CIO Survey Shows Active Equity Gains Traction

According to the latest quarterly CIO study by KBW analysts, the outlook for active equity has modestly improved, while alternative strategies in particular seem poised to generate new flows.

(February 7, 2011) — According to a new survey of chief investment officers, long-only actively managed equity strategies seem poised to pick up some modest market share.

The quarterly study by KBW analysts showed that in contrast to the firm’s previous study where active equity seemed poised to lose market share, about 32% of the respondents to the survey now expect to increase their allocations to active long-only equities over the next three years, while one-quarter expect to decrease. Furthermore, within equity strategies, 60% expect to increase their allocation to international strategies.

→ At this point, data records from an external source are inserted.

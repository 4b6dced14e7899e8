//! cpi-chart: coordinate mapping and interaction engine for consumer price
//! index charts.
//!
//! Records are filtered and aggregated into a scene (line, bar or calendar
//! heatmap), mapped through scales that follow a pan/zoom transform, and
//! projected into backend-agnostic render frames.

pub mod api;
pub mod core;
pub mod error;
pub mod interaction;
pub mod render;
pub mod telemetry;

pub use api::{ChartConfig, ChartController, ChartEvent, FilterSelection};
pub use error::{ChartError, ChartResult};
use serde::{Deserialize, Serialize};

use crate::core::scale::{ContinuousScale, LinearScale};
use crate::error::{ChartError, ChartResult};

/// Band padding used by the categorical bar charts.
pub const DEFAULT_BAND_PADDING: f64 = 0.2;

/// Index scale for "one slot per category" charts.
///
/// The base domain is `[0, count]`. Slot `i` spans `[i, i + 1)` and is drawn
/// over `[map(i + padding), map(i + 1 - padding)]`. The domain may be
/// narrowed by zoom rescaling while `count` stays fixed.
#[derive(Debug, Clone, Copy, PartialEq, Serialize, Deserialize)]
pub struct IndexScale {
    count: usize,
    padding: f64,
    linear: LinearScale,
}

impl IndexScale {
    /// Builds a scale over `count` slots.
    ///
    /// `padding` must lie in `[0, 0.5)`. An empty scale keeps a unit domain
    /// so the mapping stays well defined, but has no slots.
    pub fn new(count: usize, range: (f64, f64), padding: f64) -> ChartResult<Self> {
        validate_padding(padding)?;
        let span = count.max(1) as f64;
        Ok(Self {
            count,
            padding,
            linear: LinearScale::new((0.0, span), range)?,
        })
    }

    #[must_use]
    pub fn count(self) -> usize {
        self.count
    }

    #[must_use]
    pub fn padding(self) -> f64 {
        self.padding
    }

    /// Drawn pixel extent of slot `index`, ordered as `(start, end)` along
    /// the range direction. `None` when the slot does not exist.
    #[must_use]
    pub fn slot_extent(self, index: usize) -> Option<(f64, f64)> {
        if index >= self.count {
            return None;
        }
        let position = index as f64;
        Some((
            self.linear.map(position + self.padding),
            self.linear.map(position + 1.0 - self.padding),
        ))
    }

    /// Pixel width of one drawn slot under the current domain.
    #[must_use]
    pub fn bandwidth(self) -> f64 {
        (self.linear.map(1.0 - self.padding) - self.linear.map(self.padding)).abs()
    }

    /// Pixel position of the centre of slot `index`.
    #[must_use]
    pub fn slot_center(self, index: usize) -> Option<f64> {
        (index < self.count).then(|| self.linear.map(index as f64 + 0.5))
    }

    /// Slot whose drawn extent contains `pixel`; padding gaps return `None`.
    #[must_use]
    pub fn slot_at(self, pixel: f64) -> Option<usize> {
        let position = self.linear.invert(pixel);
        if !position.is_finite() || position < 0.0 {
            return None;
        }
        let index = position.floor();
        let offset = position - index;
        let index = index as usize;
        if index >= self.count || offset < self.padding || offset > 1.0 - self.padding {
            return None;
        }
        Some(index)
    }
}

impl ContinuousScale for IndexScale {
    fn map(&self, value: f64) -> f64 {
        self.linear.map(value)
    }

    fn invert(&self, pixel: f64) -> f64 {
        self.linear.invert(pixel)
    }

    fn domain(&self) -> (f64, f64) {
        self.linear.domain()
    }

    fn range(&self) -> (f64, f64) {
        self.linear.range()
    }

    fn with_domain(&self, start: f64, end: f64) -> ChartResult<Self> {
        Ok(Self {
            linear: self.linear.with_domain(start, end)?,
            ..*self
        })
    }
}

fn validate_padding(padding: f64) -> ChartResult<()> {
    if !padding.is_finite() || !(0.0..0.5).contains(&padding) {
        return Err(ChartError::InvalidConfig(format!(
            "band padding must be finite and in [0, 0.5), got {padding}"
        )));
    }
    Ok(())
}
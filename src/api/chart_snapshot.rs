use indexmap::IndexMap;
use serde::{Deserialize, Serialize};

use crate::core::{ColorScale, ZoomTransform};
use crate::error::{ChartError, ChartResult};
use crate::interaction::TooltipState;
use crate::render::Renderer;

use super::chart_scene::{SceneData, SceneScales};
use super::{ChartConfig, ChartController, FilterSelection};

/// Serializable deterministic state snapshot used by regression tests and
/// debugging tooling.
#[derive(Debug, Clone, PartialEq, Serialize, Deserialize)]
pub struct ChartSnapshot {
    pub config: ChartConfig,
    pub selection: FilterSelection,
    pub zoom: ZoomTransform,
    pub base_scales: SceneScales,
    pub effective_scales: SceneScales,
    pub color: ColorScale,
    pub tooltip: TooltipState,
    /// Category → palette slot, in slot order.
    pub category_slots: IndexMap<String, usize>,
    /// Category (or heatmap year) → number of marks drawn for it.
    pub mark_counts: IndexMap<String, usize>,
}

impl<R: Renderer> ChartController<R> {
    pub fn snapshot(&self) -> ChartResult<ChartSnapshot> {
        let scene = self.scene();
        let category_slots = scene
            .palette
            .categories()
            .filter_map(|category| {
                scene
                    .palette
                    .slot(category)
                    .map(|slot| (category.to_owned(), slot))
            })
            .collect();

        let mark_counts = match &scene.data {
            SceneData::Line { series, .. } => series
                .iter()
                .map(|series| (series.category.clone(), series.values().count()))
                .collect(),
            SceneData::Bar { bars } => bars
                .iter()
                .map(|bar| (bar.category.clone(), usize::from(bar.mean.is_some())))
                .collect(),
            SceneData::Heatmap { years, cells } => years
                .iter()
                .map(|year| {
                    let defined = cells
                        .iter()
                        .filter(|cell| cell.year == *year && cell.value.is_some())
                        .count();
                    (year.to_string(), defined)
                })
                .collect(),
        };

        Ok(ChartSnapshot {
            config: *self.config(),
            selection: self.selection().clone(),
            zoom: self.zoom(),
            base_scales: scene.base,
            effective_scales: self.effective_scales()?,
            color: scene.color,
            tooltip: self.tooltip().clone(),
            category_slots,
            mark_counts,
        })
    }

    /// Serializes snapshot as pretty JSON for fixture-based regression checks.
    pub fn snapshot_json(&self) -> ChartResult<String> {
        let snapshot = self.snapshot()?;
        serde_json::to_string_pretty(&snapshot)
            .map_err(|e| ChartError::InvalidData(format!("failed to serialize snapshot: {e}")))
    }
}
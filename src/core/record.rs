use chrono::{Datelike, NaiveDate};
use serde::{Deserialize, Serialize};

use crate::core::primitives::{parse_ref_date, parse_value};

/// One row as delivered by the external CSV loader, using the source column
/// names.
#[derive(Debug, Clone, PartialEq, Eq, Serialize, Deserialize)]
pub struct RawRecord {
    #[serde(rename = "REF_DATE")]
    pub ref_date: String,
    #[serde(rename = "GEO")]
    pub geo: String,
    #[serde(rename = "Products and product groups")]
    pub product_group: String,
    #[serde(rename = "VALUE", default)]
    pub value: String,
}

/// A parsed CPI observation.
///
/// `date` is always the first day of a calendar month. `value` is `None`
/// when the source cell was empty or malformed.
#[derive(Debug, Clone, PartialEq, Serialize, Deserialize)]
pub struct Record {
    pub geography: String,
    pub category: String,
    pub date: NaiveDate,
    pub value: Option<f64>,
}

impl Record {
    /// `date` is truncated to the first day of its month.
    #[must_use]
    pub fn new(
        geography: impl Into<String>,
        category: impl Into<String>,
        date: NaiveDate,
        value: Option<f64>,
    ) -> Self {
        Self {
            geography: geography.into(),
            category: category.into(),
            date: date.with_day(1).unwrap_or(date),
            value: value.filter(|v| v.is_finite()),
        }
    }

    /// Parses a raw row. Rows whose date cannot be parsed carry no usable
    /// observation and yield `None`.
    #[must_use]
    pub fn from_raw(raw: &RawRecord) -> Option<Self> {
        let date = parse_ref_date(&raw.ref_date)?;
        Some(Self {
            geography: raw.geo.trim().to_owned(),
            category: raw.product_group.trim().to_owned(),
            date,
            value: parse_value(&raw.value),
        })
    }
}

/// Parses a batch of raw rows, dropping rows without a valid date.
#[must_use]
pub fn parse_records<'a, I>(rows: I) -> Vec<Record>
where
    I: IntoIterator<Item = &'a RawRecord>,
{
    rows.into_iter().filter_map(Record::from_raw).collect()
}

Meanwhile, the study showed assets seem poised to continue to flow to alternatives and passive strategies, while fixed income could lose slight market share. According to KBW, about 41% of respondents expect to increase their allocations to hedge fund strategies compared to only 7% that expect to lower their allocations, with 23% and 36% of respondents expecting to increase their allocations to private equity and/or real estate, respectively.

KBW’s research coincides with other recent studies by bfinance and Cliffwater, which showed pensions seek to reduce equity and bond exposure, favoring alternatives. On a global basis, in its fifth bi-annual Pension Funds Asset Allocation Survey compiled from studying 50 institutional investors representing nearly $205 billion of assets, financial services consultant firm bfinance noted in its recent research that pension funds and other institutional investors are backing out of traditional equity and bond allocations and increasingly favoring alternative asset classes, with infrastructure and private equity attracting the most popularity. The transition signals a shift in sentiment by pension funds, as they are seeking to diversify away from core asset classes and into property and alternatives.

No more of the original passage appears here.